> _Work instructions_
Reproduce the opening lines of the records exactly, up to and including the line in which "pub const WORKOUTS_100: &str" occurs.

> _Saved data entries_

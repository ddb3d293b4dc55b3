//! 内置徽章目录
//!
//! 徽章 ID 一经发布永不变更，已作为外键保存在运动员档案中。
//! 声明顺序即评估输出顺序与展示顺序。

use crate::criteria::{Lift, NameCriterion, StatCriterion};
use crate::models::{BadgeCategory, BadgeDefinition};

// ==================== 力量 ====================
pub const THOUSAND_LB_CLUB: &str = "1000lb_club";
pub const FIFTEEN_HUNDRED_LB_CLUB: &str = "1500lb_club";
pub const BODYWEIGHT_BENCH: &str = "bodyweight_bench";
pub const DOUBLE_BODYWEIGHT_SQUAT: &str = "double_bodyweight_squat";
pub const BODYWEIGHT_OHP: &str = "bodyweight_ohp";
pub const TWO_PLATE_BENCH: &str = "two_plate_bench";
pub const THREE_PLATE_SQUAT: &str = "three_plate_squat";
pub const FOUR_PLATE_DEADLIFT: &str = "four_plate_deadlift";

// ==================== 里程碑 ====================
pub const FIRST_WORKOUT: &str = "first_workout";
pub const WORKOUTS_10: &str = "10_workouts";
pub const WORKOUTS_50: &str = "50_workouts";
pub const WORKOUTS_100: &str = "100_workouts";
pub const WORKOUTS_365: &str = "365_workouts";

// ==================== 耐力 ====================
pub const FIVE_K_FINISHER: &str = "5k_finisher";
pub const TEN_K_FINISHER: &str = "10k_finisher";
pub const HALF_MARATHON_FINISHER: &str = "half_marathon_finisher";
pub const MARATHON_FINISHER: &str = "marathon_finisher";
pub const ULTRA_FINISHER: &str = "ultra_finisher";
pub const HUNDRED_K_FINISHER: &str = "100k_finisher";
pub const TRIATHLON_FINISHER: &str = "triathlon_finisher";
pub const IRONMAN_FINISHER: &str = "ironman_finisher";
pub const CENTURY_RIDE: &str = "century_ride";

// ==================== 竞技 ====================
pub const HYROX_FINISHER: &str = "hyrox_finisher";
pub const SPARTAN_FINISHER: &str = "spartan_finisher";
pub const MEET_DAY: &str = "meet_day";
pub const PODIUM_FINISH: &str = "podium_finish";
pub const CROSSFIT_OPEN: &str = "crossfit_open";

/// 训练次数里程碑档位（升序）
pub const WORKOUT_MILESTONE_TIERS: [(&str, u32); 5] = [
    (FIRST_WORKOUT, 1),
    (WORKOUTS_10, 10),
    (WORKOUTS_50, 50),
    (WORKOUTS_100, 100),
    (WORKOUTS_365, 365),
];

/// 内置目录的全部徽章定义
pub fn definitions() -> Vec<BadgeDefinition> {
    let mut definitions = Vec::new();

    definitions.extend(strength_badges());
    definitions.extend(milestone_badges());
    definitions.extend(endurance_badges());
    definitions.extend(competition_badges());

    definitions
}

fn strength_badges() -> Vec<BadgeDefinition> {
    use BadgeCategory::Strength;

    vec![
        BadgeDefinition::stat(
            THOUSAND_LB_CLUB,
            "1000lb Club",
            "🏋️",
            "Squat, bench and deadlift a combined 1,000 lb",
            Strength,
            StatCriterion::big_three_total(1000.0),
        ),
        BadgeDefinition::stat(
            FIFTEEN_HUNDRED_LB_CLUB,
            "1500lb Club",
            "🦍",
            "Squat, bench and deadlift a combined 1,500 lb",
            Strength,
            StatCriterion::big_three_total(1500.0),
        ),
        BadgeDefinition::stat(
            BODYWEIGHT_BENCH,
            "Bodyweight Bench",
            "🛏️",
            "Bench press your own bodyweight",
            Strength,
            StatCriterion::BodyweightMultiple {
                lift: Lift::Bench,
                multiple: 1.0,
            },
        ),
        BadgeDefinition::stat(
            DOUBLE_BODYWEIGHT_SQUAT,
            "Double Bodyweight Squat",
            "🦵",
            "Squat twice your bodyweight",
            Strength,
            StatCriterion::BodyweightMultiple {
                lift: Lift::Squat,
                multiple: 2.0,
            },
        ),
        BadgeDefinition::stat(
            BODYWEIGHT_OHP,
            "Bodyweight Press",
            "🙌",
            "Strict press your own bodyweight overhead",
            Strength,
            StatCriterion::BodyweightMultiple {
                lift: Lift::OverheadPress,
                multiple: 1.0,
            },
        ),
        BadgeDefinition::stat(
            TWO_PLATE_BENCH,
            "Two Plate Bench",
            "🥈",
            "Bench press 225 lb",
            Strength,
            StatCriterion::LiftAtLeast {
                lift: Lift::Bench,
                weight: 225.0,
            },
        ),
        BadgeDefinition::stat(
            THREE_PLATE_SQUAT,
            "Three Plate Squat",
            "🥉",
            "Squat 315 lb",
            Strength,
            StatCriterion::LiftAtLeast {
                lift: Lift::Squat,
                weight: 315.0,
            },
        ),
        BadgeDefinition::stat(
            FOUR_PLATE_DEADLIFT,
            "Four Plate Deadlift",
            "🔱",
            "Deadlift 405 lb",
            Strength,
            StatCriterion::LiftAtLeast {
                lift: Lift::Deadlift,
                weight: 405.0,
            },
        ),
    ]
}

fn milestone_badges() -> Vec<BadgeDefinition> {
    let names = [
        ("First Rep", "🌱", "Complete your first workout"),
        ("Getting Consistent", "🔟", "Complete 10 workouts"),
        ("Half Century", "🔥", "Complete 50 workouts"),
        ("Centurion", "💯", "Complete 100 workouts"),
        ("Year of Iron", "📅", "Complete 365 workouts"),
    ];

    WORKOUT_MILESTONE_TIERS
        .iter()
        .zip(names)
        .map(|(&(id, count), (name, emoji, description))| {
            BadgeDefinition::stat(
                id,
                name,
                emoji,
                description,
                BadgeCategory::Milestone,
                StatCriterion::WorkoutsAtLeast { count },
            )
        })
        .collect()
}

/// 以数字开头的更长距离（如 "55k"、"110k"），用于排除子串误匹配
fn digit_prefixed(distance: &str) -> Vec<String> {
    (0..10).map(|d| format!("{}{}", d, distance)).collect()
}

fn endurance_badges() -> Vec<BadgeDefinition> {
    use BadgeCategory::Endurance;

    vec![
        BadgeDefinition::workout(
            FIVE_K_FINISHER,
            "5K Finisher",
            "👟",
            "Complete a 5K race",
            Endurance,
            NameCriterion::contains_any(["5k", "parkrun"]).excluding(digit_prefixed("5k")),
        ),
        BadgeDefinition::workout(
            TEN_K_FINISHER,
            "10K Finisher",
            "🏃",
            "Complete a 10K race",
            Endurance,
            NameCriterion::contains_any(["10k"]).excluding(digit_prefixed("10k")),
        ),
        BadgeDefinition::workout(
            HALF_MARATHON_FINISHER,
            "Half Marathoner",
            "🥈",
            "Complete a half marathon",
            Endurance,
            NameCriterion::contains_any(["half marathon", "half-marathon"]),
        ),
        BadgeDefinition::workout(
            MARATHON_FINISHER,
            "Marathoner",
            "🏅",
            "Complete a full marathon",
            Endurance,
            NameCriterion::contains_all(["marathon"]).excluding(["half"]),
        ),
        BadgeDefinition::workout(
            ULTRA_FINISHER,
            "Ultra Runner",
            "⛰️",
            "Complete an ultramarathon",
            Endurance,
            NameCriterion::contains_any(["ultra", "50k", "100k", "50 mile", "100 mile"]),
        ),
        BadgeDefinition::workout(
            HUNDRED_K_FINISHER,
            "100K Finisher",
            "🌄",
            "Complete a 100K race",
            Endurance,
            NameCriterion::contains_any(["100k"]),
        ),
        BadgeDefinition::workout(
            TRIATHLON_FINISHER,
            "Triathlete",
            "🏊",
            "Complete a triathlon",
            Endurance,
            NameCriterion::contains_any(["triathlon", "ironman", "70.3"]),
        ),
        BadgeDefinition::workout(
            IRONMAN_FINISHER,
            "Ironman",
            "🦾",
            "Complete a full Ironman",
            Endurance,
            NameCriterion::contains_all(["ironman"]).excluding(["70.3", "half"]),
        ),
        BadgeDefinition::manual(
            CENTURY_RIDE,
            "Century Ride",
            "🚴",
            "Ride 100 miles in a single day",
            Endurance,
        ),
    ]
}

fn competition_badges() -> Vec<BadgeDefinition> {
    use BadgeCategory::Competition;

    vec![
        BadgeDefinition::workout(
            HYROX_FINISHER,
            "HYROX Finisher",
            "🏁",
            "Complete a HYROX race",
            Competition,
            NameCriterion::contains_any(["hyrox"]),
        ),
        BadgeDefinition::workout(
            SPARTAN_FINISHER,
            "Spartan",
            "🛡️",
            "Complete a Spartan race",
            Competition,
            NameCriterion::contains_all(["spartan"]),
        ),
        BadgeDefinition::manual(
            MEET_DAY,
            "Meet Day",
            "🎽",
            "Compete in a powerlifting or weightlifting meet",
            Competition,
        ),
        BadgeDefinition::manual(
            PODIUM_FINISH,
            "Podium",
            "🥇",
            "Finish on the podium at any competition",
            Competition,
        ),
        BadgeDefinition::manual(
            CROSSFIT_OPEN,
            "Open Athlete",
            "📣",
            "Submit scores for every CrossFit Open workout",
            Competition,
        ),
    ]
}

#[cfg(test)]
mod tests {
    use super::*;
    use std::collections::HashSet;

    #[test]
    fn test_definitions_have_unique_ids() {
        let defs = definitions();
        let ids: HashSet<&str> = defs.iter().map(|d| d.id.as_str()).collect();
        assert_eq!(ids.len(), defs.len());
    }

    #[test]
    fn test_every_criterion_is_valid() {
        use crate::models::BadgeKind;

        for def in definitions() {
            let result = match &def.kind {
                BadgeKind::AutomaticStat { criterion } => criterion.validate(),
                BadgeKind::AutomaticWorkout { criterion } => criterion.validate(),
                BadgeKind::Manual => Ok(()),
            };
            assert!(result.is_ok(), "invalid criterion on {}", def.id);
        }
    }

    #[test]
    fn test_milestone_tiers_are_ascending() {
        let counts: Vec<u32> = WORKOUT_MILESTONE_TIERS.iter().map(|(_, c)| *c).collect();
        assert!(counts.windows(2).all(|w| w[0] < w[1]));
    }

    #[test]
    fn test_every_category_is_populated() {
        let defs = definitions();
        for category in BadgeCategory::ALL {
            assert!(defs.iter().any(|d| d.category == category), "{}", category);
        }
    }
}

> _Answer for the task_
repository ddb3d293b4dc55b3
//! 内置徽章目录
//!
//! 徽章 ID 一经发布永不变更，已作为外键保存在运动员档案中。
//! 声明顺序即评估输出顺序与展示顺序。

use crate::criteria::{Lift, NameCriterion, StatCriterion};
use crate::models::{BadgeCategory, BadgeDefinition};

// ==================== 力量 ====================
pub const THOUSAND_LB_CLUB: &str = "1000lb_club";
pub const FIFTEEN_HUNDRED_LB_CLUB: &str = "1500lb_club";
pub const BODYWEIGHT_BENCH: &str = "bodyweight_bench";
pub const DOUBLE_BODYWEIGHT_SQUAT: &str = "double_bodyweight_squat";
pub const BODYWEIGHT_OHP: &str = "bodyweight_ohp";
pub const TWO_PLATE_BENCH: &str = "two_plate_bench";
pub const THREE_PLATE_SQUAT: &str = "three_plate_squat";
pub const FOUR_PLATE_DEADLIFT: &str = "four_plate_deadlift";

// ==================== 里程碑 ====================
pub const FIRST_WORKOUT: &str = "first_workout";
pub const WORKOUTS_10: &str = "10_workouts";
pub const WORKOUTS_50: &str = "50_workouts";
pub const WORKOUTS_100: &str = "100_workouts";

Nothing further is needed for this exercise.